### ABOUT THIS EXERCISE
Would you set down the complete data below, exactly as shown?

### DATA
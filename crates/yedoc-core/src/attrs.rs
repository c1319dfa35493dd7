//! Enumerated style vocabularies accepted by the consuming application, and
//! the membership check every style-bearing setter funnels through.

use crate::error::{Error, Result};

pub const LINE_TYPES: &[&str] = &["line", "dashed", "dotted", "dashed_dotted"];

pub const FONT_STYLES: &[&str] = &["plain", "bold", "italic", "bolditalic"];

pub const HORIZONTAL_ALIGNMENTS: &[&str] = &["left", "center", "right"];

pub const VERTICAL_ALIGNMENTS: &[&str] = &["top", "center", "bottom"];

pub const SHAPES: &[&str] = &[
    "rectangle",
    "rectangle3d",
    "roundrectangle",
    "diamond",
    "ellipse",
    "fatarrow",
    "fatarrow2",
    "hexagon",
    "octagon",
    "parallelogram",
    "parallelogram2",
    "star5",
    "star6",
    "star8",
    "trapezoid",
    "trapezoid2",
    "triangle",
];

pub const ARROW_TYPES: &[&str] = &[
    "none",
    "standard",
    "white_delta",
    "diamond",
    "white_diamond",
    "short",
    "plain",
    "concave",
    "convex",
    "circle",
    "transparent_circle",
    "dash",
    "skewed_dash",
    "t_shape",
    "crows_foot_one_mandatory",
    "crows_foot_many_mandatory",
    "crows_foot_many_optional",
    "crows_foot_one",
    "crows_foot_many",
    "crows_foot_optional",
];

pub const PROPERTY_SCOPES: &[&str] = &["node", "edge"];

pub const PROPERTY_TYPES: &[&str] = &["string", "int", "double", "boolean"];

pub const TRUE_FALSE: &[&str] = &["true", "false"];

/// Checks `value` against an enumerated vocabulary. An empty vocabulary means
/// the parameter is free-form and the check is a no-op.
pub fn check_value(parameter: &str, value: &str, allowed: &[&str]) -> Result<()> {
    if allowed.is_empty() || allowed.contains(&value) {
        return Ok(());
    }
    Err(Error::InvalidValue {
        parameter: parameter.to_string(),
        value: value.to_string(),
        allowed: allowed.join(", "),
    })
}
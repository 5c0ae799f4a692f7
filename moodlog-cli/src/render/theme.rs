use termimad::{
    Alignment, MadSkin,
    crossterm::style::{Attribute, Color},
};

pub struct OneDark;

#[allow(dead_code)]
impl OneDark {
    pub fn default_onedark_skin() -> MadSkin {
        let mut skin = MadSkin::default();

        skin.paragraph.set_fg(OneDark::FG);
        skin.bold.set_fg(OneDark::FG);
        skin.italic.set_fg(OneDark::FG);

        skin.headers[0].set_fg(OneDark::RED);
        skin.headers[0].add_attr(Attribute::Bold);
        skin.headers[0].align = Alignment::Left;

        skin.headers[1].set_fg(OneDark::YELLOW);
        skin.headers[1].add_attr(Attribute::Bold);

        skin.headers[2].set_fg(OneDark::BLUE);
        skin.headers[2].add_attr(Attribute::Bold);

        skin.table.set_fg(OneDark::PURPLE);
        skin.bullet.set_fg(OneDark::RED);
        skin.quote_mark.set_char('┃');
        skin.quote_mark.set_fg(OneDark::COMMENT);

        skin.inline_code.set_fg(OneDark::GREEN);
        skin.inline_code.set_bg(OneDark::BG);
        skin.code_block.set_fg(OneDark::ORANGE);
        skin.code_block.set_bg(OneDark::BG);

        skin
    }
    pub const BG: Color = Color::Rgb {
        r: 0x28,
        g: 0x2C,
        b: 0x34,
    }; // #282C34
    pub const FG: Color = Color::Rgb {
        r: 0xAB,
        g: 0xB2,
        b: 0xBF,
    }; // #ABB2BF

    pub const RED: Color = Color::Rgb {
        r: 0xE0,
        g: 0x6C,
        b: 0x75,
    }; // #E06C75
    pub const ORANGE: Color = Color::Rgb {
        r: 0xD1,
        g: 0x9A,
        b: 0x66,
    }; // #D19A66
    pub const YELLOW: Color = Color::Rgb {
        r: 0xE5,
        g: 0xC0,
        b: 0x7B,
    }; // #E5C07B
    pub const GREEN: Color = Color::Rgb {
        r: 0x98,
        g: 0xC3,
        b: 0x79,
    }; // #98C379
    pub const BLUE: Color = Color::Rgb {
        r: 0x61,
        g: 0xAF,
        b: 0xEF,
    }; // #61AFEF
    pub const PURPLE: Color = Color::Rgb {
        r: 0xC6,
        g: 0x78,
        b: 0xDD,
    }; // #C678DD
    pub const CYAN: Color = Color::Rgb {
        r: 0x56,
        g: 0xB6,
        b: 0xC2,
    }; // #56B6C2

    // useful neutrals
    pub const COMMENT: Color = Color::Rgb {
        r: 0x5C,
        g: 0x63,
        b: 0x70,
    }; // #5C6370
    pub const GUTTER: Color = Color::Rgb {
        r: 0x4B,
        g: 0x52,
        b: 0x63,
    }; // #4B5263
    pub const SEL_BG: Color = Color::Rgb {
        r: 0x3E,
        g: 0x44,
        b: 0x51,
    }; // #3E4451
    pub const BG2: Color = Color::Rgb {
        r: 0x2C,
        g: 0x31,
        b: 0x3C,
    }; // #2C313C
}
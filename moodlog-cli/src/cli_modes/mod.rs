mod add_mode;
mod charts_mode;
mod clear_mode;
mod cli_mode;
mod dates;
mod delete_mode;
mod export_mode;
mod list_mode;

pub use add_mode::add_mode;
pub use charts_mode::charts_mode;
pub use clear_mode::clear_mode;
pub use cli_mode::CliModeResult;
pub use delete_mode::delete_mode;
pub use export_mode::export_mode;
pub use list_mode::list_mode;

### SOLUTION FOR THIS TASK
filename crates/yedoc-core/src/attrs.rs
repository c1319dfa35493dd7
//! Enumerated style vocabularies accepted by the consuming application, and
//! the membership check every style-bearing setter funnels through.

use crate::error::{Error, Result};

pub const LINE_TYPES: &[&str] = &["line", "dashed", "dotted", "dashed_dotted"];

pub const FONT_STYLES: &[&str] = &["plain", "bold", "italic", "bolditalic"];

pub const HORIZONTAL_ALIGNMENTS: &[&str] = &["left", "center", "right"];

pub const VERTICAL_ALIGNMENTS: &[&str] = &["top", "center", "bottom"];

pub const SHAPES: &[&str] = &[
    "rectangle",
    "rectangle3d",
    "roundrectangle",
    "diamond",
    "ellipse",
    "fatarrow",
    "fatarrow2",
    "hexagon",
    "octagon",
    "parallelogram",
    "parallelogram2",
    "star5",
    "star6",
    "star8",
    "trapezoid",
    "trapezoid2",
    "triangle",
];

pub const ARROW_TYPES: &[&str] = &[
    "none",
    "standard",
    "white_delta",
    "diamond",
    "white_diamond",
    "short",
    "plain",
    "concave",
    "convex",
    "circle",
    "transparent_circle",
    "dash",
    "skewed_dash",
    "t_shape",
    "crows_foot_one_mandatory",
    "crows_foot_many_mandatory",
    "crows_foot_many_optional",
    "crows_foot_one",
    "crows_foot_many",
    "crows_foot_optional",
];

pub const PROPERTY_SCOPES: &[&str] = &["node", "edge"];

pub const PROPERTY_TYPES: &[&str] = &["string", "int", "double", "boolean"];

pub const TRUE_FALSE: &[&str] = &["true", "false"];

/// Checks `value` against an enumerated vocabulary. An empty vocabulary means
/// the parameter is free-form and the check is a no-op.
pub fn check_value(parameter: &str, value: &str, allowed: &[&str]) -> Result<()> {
    if allowed.is_empty() || allowed.contains(&value) {
        return Ok(());
    }
    Err(Error::InvalidValue {
        parameter: parameter.to_string(),
        value: value.to_string(),
        allowed: allowed.join(", "),
    })
}
repository 5c0ae799f4a692f7
filename moodlog-cli/src/render/theme.rs
use termimad::{
    Alignment, MadSkin,
    crossterm::style::{Attribute, Color},
};

pub struct OneDark;

#[allow(dead_code)]
impl OneDark {
    pub fn default_onedark_skin() -> MadSkin {
        let mut skin = MadSkin::default();

        skin.paragraph.set_fg(OneDark::FG);
        skin.bold.set_fg(OneDark::FG);
        skin.italic.set_fg(OneDark::FG);

        skin.headers[0].set_fg(OneDark::RED);
        skin.headers[0].add_attr(Attribute::Bold);
        skin.headers[0].align = Alignment::Left;

        skin.headers[1].set_fg(OneDark::YELLOW);
        skin.headers[1].add_attr(Attribute::Bold);

        skin.headers[2].set_fg(OneDark::BLUE);
        skin.headers[2].add_attr(Attribute::Bold);

        skin.table.set_fg(OneDark::PURPLE);
        skin.bullet.set_fg(OneDark::RED);
        skin.quote_mark.set_char('┃');
        skin.quote_mark.set_fg(OneDark::COMMENT);

        skin.inline_code.set_fg(OneDark::GREEN);
        skin.inline_code.set_bg(OneDark::BG);
        skin.code_block.set_fg(OneDark::ORANGE);
        skin.code_block.set_bg(OneDark::BG);

        skin
    }
    pub const BG: Color = Color::Rgb {
        r: 0x28,
        g: 0x2C,
        b: 0x34,
    }; // #282C34
    pub const FG: Color = Color::Rgb {
        r: 0xAB,
        g: 0xB2,
        b: 0xBF,
    }; // #ABB2BF

    pub const RED: Color = Color::Rgb {
        r: 0xE0,
        g: 0x6C,
        b: 0x75,
    }; // #E06C75
    pub const ORANGE: Color = Color::Rgb {
        r: 0xD1,
        g: 0x9A,
        b: 0x66,
    }; // #D19A66
    pub const YELLOW: Color = Color::Rgb {
        r: 0xE5,
        g: 0xC0,
        b: 0x7B,
    }; // #E5C07B
    pub const GREEN: Color = Color::Rgb {
        r: 0x98,
        g: 0xC3,
        b: 0x79,
    }; // #98C379
    pub const BLUE: Color = Color::Rgb {
        r: 0x61,
        g: 0xAF,
        b: 0xEF,
    }; // #61AFEF
    pub const PURPLE: Color = Color::Rgb {
        r: 0xC6,
        g: 0x78,
        b: 0xDD,
    }; // #C678DD
    pub const CYAN: Color = Color::Rgb {
        r: 0x56,
        g: 0xB6,
        b: 0xC2,
    }; // #56B6C2

    // useful neutrals
    pub const COMMENT: Color = Color::Rgb {
        r: 0x5C,
        g: 0x63,
        b: 0x70,
    }; // #5C6370
    pub const GUTTER: Color = Color::Rgb {
        r: 0x4B,
        g: 0x52,
        b: 0x63,
    }; // #4B5263
    pub const SEL_BG: Color = Color::Rgb {
        r: 0x3E,
        g: 0x44,
        b: 0x51,
    }; // #3E4451
    pub const BG2: Color = Color::Rgb {
        r: 0x2C,
        g: 0x31,
        b: 0x3C,
    }; // #2C313C
}
filename moodlog-cli/src/cli_modes/mod.rs
mod add_mode;
mod charts_mode;
mod clear_mode;
mod cli_mode;
mod dates;
mod delete_mode;
mod export_mode;
mod list_mode;

pub use add_mode::add_mode;
pub use charts_mode::charts_mode;
pub use clear_mode::clear_mode;
pub use cli_mode::CliModeResult;
pub use delete_mode::delete_mode;
pub use export_mode::export_mode;
pub use list_mode::list_mode;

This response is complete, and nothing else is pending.